Collected data entries

○ ○ ○ ○ ○ ○ ○

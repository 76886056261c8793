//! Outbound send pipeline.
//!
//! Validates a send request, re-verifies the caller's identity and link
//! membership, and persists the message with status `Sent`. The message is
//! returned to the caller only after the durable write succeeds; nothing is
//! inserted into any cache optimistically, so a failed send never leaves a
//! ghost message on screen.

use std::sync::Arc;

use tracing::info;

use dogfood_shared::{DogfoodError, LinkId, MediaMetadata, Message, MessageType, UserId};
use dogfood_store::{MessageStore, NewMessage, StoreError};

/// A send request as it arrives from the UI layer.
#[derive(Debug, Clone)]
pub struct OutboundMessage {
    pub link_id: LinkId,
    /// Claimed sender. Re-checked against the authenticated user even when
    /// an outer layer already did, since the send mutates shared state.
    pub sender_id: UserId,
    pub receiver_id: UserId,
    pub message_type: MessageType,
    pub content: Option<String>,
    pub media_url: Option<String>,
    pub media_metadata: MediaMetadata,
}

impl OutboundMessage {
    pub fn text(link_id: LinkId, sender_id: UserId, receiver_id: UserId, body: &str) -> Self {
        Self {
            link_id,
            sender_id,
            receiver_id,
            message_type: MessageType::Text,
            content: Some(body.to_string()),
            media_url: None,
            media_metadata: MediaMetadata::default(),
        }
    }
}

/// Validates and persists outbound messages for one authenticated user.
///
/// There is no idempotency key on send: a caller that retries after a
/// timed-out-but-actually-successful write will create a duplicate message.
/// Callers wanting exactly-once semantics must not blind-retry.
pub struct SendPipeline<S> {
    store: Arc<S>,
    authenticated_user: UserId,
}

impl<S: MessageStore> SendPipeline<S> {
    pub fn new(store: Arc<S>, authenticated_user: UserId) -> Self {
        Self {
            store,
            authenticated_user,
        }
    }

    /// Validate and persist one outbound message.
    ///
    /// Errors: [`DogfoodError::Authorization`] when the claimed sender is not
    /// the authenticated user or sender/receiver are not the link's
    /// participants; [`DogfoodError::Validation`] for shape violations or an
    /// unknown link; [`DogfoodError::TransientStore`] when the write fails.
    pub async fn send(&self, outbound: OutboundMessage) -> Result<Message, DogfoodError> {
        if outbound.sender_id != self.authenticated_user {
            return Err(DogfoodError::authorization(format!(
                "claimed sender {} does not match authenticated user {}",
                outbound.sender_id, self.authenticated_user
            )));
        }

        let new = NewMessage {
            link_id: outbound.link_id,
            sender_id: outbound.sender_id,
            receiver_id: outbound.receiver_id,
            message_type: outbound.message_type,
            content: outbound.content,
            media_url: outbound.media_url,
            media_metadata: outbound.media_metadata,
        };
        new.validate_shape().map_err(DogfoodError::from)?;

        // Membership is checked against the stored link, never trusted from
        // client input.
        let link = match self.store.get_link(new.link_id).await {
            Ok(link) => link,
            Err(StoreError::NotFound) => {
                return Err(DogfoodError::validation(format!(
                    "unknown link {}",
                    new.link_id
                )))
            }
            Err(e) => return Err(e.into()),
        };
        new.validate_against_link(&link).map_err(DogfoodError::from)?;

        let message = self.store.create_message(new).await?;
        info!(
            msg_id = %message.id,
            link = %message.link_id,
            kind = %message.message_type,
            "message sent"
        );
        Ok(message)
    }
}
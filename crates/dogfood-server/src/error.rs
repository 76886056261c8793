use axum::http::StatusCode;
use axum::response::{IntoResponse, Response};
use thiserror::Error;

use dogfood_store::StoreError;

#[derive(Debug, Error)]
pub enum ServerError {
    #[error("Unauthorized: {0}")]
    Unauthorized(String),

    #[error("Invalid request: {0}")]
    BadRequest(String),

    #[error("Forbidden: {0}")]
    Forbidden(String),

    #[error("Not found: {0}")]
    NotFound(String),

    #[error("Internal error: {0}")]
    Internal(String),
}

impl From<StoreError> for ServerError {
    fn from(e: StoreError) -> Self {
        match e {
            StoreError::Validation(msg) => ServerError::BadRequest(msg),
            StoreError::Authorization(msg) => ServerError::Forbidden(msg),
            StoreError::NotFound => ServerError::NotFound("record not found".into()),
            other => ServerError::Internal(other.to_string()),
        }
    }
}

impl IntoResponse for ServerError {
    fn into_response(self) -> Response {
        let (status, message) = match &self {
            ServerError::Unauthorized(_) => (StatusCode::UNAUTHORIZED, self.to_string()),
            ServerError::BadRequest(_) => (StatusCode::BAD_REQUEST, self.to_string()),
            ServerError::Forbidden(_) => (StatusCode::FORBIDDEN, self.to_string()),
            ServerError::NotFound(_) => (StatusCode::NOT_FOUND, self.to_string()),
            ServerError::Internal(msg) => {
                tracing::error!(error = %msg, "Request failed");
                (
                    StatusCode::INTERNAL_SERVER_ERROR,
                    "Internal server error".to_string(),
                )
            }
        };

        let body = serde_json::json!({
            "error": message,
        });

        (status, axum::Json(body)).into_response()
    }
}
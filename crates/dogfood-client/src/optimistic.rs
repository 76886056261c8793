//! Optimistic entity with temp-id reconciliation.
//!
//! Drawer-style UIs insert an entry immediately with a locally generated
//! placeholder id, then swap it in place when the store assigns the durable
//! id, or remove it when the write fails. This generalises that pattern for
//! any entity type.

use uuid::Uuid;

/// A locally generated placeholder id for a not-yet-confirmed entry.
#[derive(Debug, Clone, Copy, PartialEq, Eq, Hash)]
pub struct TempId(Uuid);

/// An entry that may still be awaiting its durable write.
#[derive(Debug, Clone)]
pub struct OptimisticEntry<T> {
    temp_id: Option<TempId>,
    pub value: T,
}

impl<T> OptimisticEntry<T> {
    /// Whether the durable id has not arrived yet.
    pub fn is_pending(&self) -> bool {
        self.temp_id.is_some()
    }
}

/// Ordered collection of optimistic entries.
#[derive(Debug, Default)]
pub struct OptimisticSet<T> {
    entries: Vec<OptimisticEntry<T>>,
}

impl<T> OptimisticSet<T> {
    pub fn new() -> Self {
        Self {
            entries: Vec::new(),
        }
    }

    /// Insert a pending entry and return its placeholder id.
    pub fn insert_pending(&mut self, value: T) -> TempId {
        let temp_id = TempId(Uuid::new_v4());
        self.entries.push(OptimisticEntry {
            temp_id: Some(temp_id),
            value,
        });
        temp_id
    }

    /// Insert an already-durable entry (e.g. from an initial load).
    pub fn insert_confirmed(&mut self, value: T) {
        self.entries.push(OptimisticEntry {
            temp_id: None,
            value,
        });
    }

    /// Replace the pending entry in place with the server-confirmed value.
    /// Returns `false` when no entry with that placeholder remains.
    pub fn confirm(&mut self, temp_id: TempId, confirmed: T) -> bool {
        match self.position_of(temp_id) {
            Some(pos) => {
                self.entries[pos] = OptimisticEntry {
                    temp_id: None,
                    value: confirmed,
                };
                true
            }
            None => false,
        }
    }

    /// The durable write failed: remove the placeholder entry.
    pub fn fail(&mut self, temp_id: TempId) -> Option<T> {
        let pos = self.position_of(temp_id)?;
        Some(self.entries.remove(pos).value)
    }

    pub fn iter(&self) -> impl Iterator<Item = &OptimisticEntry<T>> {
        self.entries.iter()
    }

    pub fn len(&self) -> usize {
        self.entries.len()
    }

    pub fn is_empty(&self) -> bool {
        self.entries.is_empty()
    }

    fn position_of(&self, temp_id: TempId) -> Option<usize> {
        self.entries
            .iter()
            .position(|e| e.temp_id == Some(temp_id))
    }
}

○ ○ ○ ○ ○ ○ ○

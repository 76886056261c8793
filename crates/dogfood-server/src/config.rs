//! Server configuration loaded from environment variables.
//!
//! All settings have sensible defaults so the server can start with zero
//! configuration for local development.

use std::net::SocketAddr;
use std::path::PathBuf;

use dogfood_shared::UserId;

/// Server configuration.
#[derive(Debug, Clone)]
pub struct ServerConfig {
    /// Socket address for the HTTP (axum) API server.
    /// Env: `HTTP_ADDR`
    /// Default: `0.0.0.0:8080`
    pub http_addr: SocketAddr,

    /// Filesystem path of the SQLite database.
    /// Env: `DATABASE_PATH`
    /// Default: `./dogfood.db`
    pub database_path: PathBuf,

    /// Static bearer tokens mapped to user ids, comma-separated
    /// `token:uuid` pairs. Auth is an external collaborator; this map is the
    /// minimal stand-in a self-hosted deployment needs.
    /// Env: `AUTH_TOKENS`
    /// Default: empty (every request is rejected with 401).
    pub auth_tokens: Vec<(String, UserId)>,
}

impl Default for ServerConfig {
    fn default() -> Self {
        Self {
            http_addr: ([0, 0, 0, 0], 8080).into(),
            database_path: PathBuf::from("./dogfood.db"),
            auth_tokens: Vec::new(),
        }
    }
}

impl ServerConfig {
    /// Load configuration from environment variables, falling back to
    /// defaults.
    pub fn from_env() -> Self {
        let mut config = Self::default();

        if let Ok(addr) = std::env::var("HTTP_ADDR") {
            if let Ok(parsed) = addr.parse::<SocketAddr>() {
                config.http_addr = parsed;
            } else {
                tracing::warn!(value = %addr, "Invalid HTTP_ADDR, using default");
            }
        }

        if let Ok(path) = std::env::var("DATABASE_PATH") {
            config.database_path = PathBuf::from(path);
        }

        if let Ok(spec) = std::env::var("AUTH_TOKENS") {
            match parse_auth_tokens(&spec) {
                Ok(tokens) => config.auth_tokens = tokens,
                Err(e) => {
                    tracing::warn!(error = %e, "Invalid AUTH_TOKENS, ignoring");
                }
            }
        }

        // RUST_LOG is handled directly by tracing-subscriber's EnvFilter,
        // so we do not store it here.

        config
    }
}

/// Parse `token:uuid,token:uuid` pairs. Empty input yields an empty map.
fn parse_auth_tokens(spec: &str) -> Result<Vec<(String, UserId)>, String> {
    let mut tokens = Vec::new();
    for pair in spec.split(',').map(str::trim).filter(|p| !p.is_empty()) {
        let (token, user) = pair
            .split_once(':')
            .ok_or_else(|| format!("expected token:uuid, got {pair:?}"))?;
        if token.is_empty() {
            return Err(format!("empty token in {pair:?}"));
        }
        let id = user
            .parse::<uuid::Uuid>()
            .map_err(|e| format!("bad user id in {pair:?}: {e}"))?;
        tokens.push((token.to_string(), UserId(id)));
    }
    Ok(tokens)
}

○ ○ ○ ○ ○ ○ ○

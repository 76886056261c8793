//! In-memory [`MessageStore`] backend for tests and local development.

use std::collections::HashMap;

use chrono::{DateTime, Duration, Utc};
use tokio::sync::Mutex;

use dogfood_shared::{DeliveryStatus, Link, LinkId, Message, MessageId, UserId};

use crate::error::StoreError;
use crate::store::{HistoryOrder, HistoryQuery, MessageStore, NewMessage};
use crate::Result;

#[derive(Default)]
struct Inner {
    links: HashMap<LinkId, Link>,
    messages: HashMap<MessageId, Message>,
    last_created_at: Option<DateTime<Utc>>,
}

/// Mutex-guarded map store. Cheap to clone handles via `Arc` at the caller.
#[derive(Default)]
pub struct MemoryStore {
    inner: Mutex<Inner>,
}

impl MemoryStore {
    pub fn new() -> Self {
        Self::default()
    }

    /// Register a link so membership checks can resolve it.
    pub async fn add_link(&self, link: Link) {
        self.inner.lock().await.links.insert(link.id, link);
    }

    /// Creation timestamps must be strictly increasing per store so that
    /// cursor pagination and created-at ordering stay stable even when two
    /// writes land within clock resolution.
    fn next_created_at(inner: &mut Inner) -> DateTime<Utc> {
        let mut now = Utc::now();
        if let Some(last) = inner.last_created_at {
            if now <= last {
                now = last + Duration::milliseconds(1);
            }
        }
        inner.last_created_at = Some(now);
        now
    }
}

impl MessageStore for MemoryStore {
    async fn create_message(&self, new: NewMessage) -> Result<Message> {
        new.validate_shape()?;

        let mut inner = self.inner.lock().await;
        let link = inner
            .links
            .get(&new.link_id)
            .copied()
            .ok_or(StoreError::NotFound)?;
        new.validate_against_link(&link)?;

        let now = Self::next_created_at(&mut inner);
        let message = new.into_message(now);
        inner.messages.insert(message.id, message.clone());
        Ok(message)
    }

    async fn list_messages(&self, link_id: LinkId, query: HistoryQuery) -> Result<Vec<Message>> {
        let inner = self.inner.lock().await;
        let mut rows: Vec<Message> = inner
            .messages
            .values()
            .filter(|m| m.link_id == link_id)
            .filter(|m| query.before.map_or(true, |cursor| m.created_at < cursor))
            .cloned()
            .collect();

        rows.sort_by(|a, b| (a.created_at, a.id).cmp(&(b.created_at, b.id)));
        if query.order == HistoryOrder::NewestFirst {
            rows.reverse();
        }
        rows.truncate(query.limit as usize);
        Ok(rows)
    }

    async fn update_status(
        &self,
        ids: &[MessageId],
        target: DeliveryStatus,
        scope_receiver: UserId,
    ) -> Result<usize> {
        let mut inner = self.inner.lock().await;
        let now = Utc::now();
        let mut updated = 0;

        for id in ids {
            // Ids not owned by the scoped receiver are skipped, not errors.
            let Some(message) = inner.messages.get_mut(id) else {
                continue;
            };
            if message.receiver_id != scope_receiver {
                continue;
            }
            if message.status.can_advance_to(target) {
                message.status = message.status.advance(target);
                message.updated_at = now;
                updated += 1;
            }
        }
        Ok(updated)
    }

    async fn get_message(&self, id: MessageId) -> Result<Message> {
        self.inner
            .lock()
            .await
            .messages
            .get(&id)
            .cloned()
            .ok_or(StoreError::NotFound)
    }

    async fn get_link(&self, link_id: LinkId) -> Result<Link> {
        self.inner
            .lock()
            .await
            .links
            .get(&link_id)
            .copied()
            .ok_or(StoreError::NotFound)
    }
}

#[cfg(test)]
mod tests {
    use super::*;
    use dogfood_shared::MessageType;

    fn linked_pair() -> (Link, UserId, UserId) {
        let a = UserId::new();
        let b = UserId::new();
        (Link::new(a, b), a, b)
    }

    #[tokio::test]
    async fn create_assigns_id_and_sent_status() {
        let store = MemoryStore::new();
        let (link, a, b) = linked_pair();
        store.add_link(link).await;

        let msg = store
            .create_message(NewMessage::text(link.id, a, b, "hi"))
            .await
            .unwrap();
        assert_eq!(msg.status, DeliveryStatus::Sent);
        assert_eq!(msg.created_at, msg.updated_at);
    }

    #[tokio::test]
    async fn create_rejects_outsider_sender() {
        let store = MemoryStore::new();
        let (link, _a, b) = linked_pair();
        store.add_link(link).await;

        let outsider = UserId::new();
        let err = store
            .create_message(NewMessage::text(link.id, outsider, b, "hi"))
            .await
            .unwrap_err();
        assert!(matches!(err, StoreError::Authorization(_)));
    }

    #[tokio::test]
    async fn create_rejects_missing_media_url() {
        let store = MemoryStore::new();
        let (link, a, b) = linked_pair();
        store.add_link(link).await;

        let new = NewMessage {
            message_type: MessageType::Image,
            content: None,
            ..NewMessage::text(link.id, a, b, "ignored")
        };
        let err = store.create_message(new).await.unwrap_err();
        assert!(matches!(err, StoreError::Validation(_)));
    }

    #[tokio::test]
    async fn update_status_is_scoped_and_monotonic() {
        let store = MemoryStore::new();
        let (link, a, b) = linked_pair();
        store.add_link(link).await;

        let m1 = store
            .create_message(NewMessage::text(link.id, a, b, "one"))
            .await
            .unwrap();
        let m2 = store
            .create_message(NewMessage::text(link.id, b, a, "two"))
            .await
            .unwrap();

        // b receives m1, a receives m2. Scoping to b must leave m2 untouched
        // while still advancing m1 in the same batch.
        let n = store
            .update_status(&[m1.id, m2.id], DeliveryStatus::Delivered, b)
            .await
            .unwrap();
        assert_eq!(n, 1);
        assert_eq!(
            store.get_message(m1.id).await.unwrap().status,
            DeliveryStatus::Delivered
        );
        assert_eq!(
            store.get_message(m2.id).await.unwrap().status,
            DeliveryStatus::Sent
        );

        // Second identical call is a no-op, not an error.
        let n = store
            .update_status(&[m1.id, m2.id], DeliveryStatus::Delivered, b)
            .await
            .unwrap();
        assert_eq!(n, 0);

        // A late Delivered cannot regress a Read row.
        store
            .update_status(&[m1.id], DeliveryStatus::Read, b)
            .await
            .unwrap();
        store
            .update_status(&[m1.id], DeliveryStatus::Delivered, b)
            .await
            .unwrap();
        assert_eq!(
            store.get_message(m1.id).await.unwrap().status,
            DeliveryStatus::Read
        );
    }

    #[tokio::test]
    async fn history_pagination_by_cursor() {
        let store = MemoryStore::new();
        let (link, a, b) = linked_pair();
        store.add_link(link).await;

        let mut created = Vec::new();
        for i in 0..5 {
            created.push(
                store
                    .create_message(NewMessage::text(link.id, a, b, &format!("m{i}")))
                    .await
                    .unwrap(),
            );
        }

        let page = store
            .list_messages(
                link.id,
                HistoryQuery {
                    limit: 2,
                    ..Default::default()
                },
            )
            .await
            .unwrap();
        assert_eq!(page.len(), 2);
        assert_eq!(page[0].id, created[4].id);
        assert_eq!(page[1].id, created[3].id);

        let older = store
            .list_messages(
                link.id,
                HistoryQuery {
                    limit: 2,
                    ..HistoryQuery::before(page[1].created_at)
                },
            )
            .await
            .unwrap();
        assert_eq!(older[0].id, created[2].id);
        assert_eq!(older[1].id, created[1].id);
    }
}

○ ○ ○ ○ ○ ○ ○

#### [Work required]
Look back at the entries above. Retype the line with "now = last +", the line with "let message = new.into_message(now);", and all lines in between.

#### [Exercise response]
                now = last + Duration::milliseconds(1);
            }
        }
        inner.last_created_at = Some(now);
        now
    }
}

impl MessageStore for MemoryStore {
    async fn create_message(&self, new: NewMessage) -> Result<Message> {
        new.validate_shape()?;

        let mut inner = self.inner.lock().await;
        let link = inner
            .links
            .get(&new.link_id)
            .copied()
            .ok_or(StoreError::NotFound)?;
        new.validate_against_link(&link)?;

        let now = Self::next_created_at(&mut inner);
        let message = new.into_message(now);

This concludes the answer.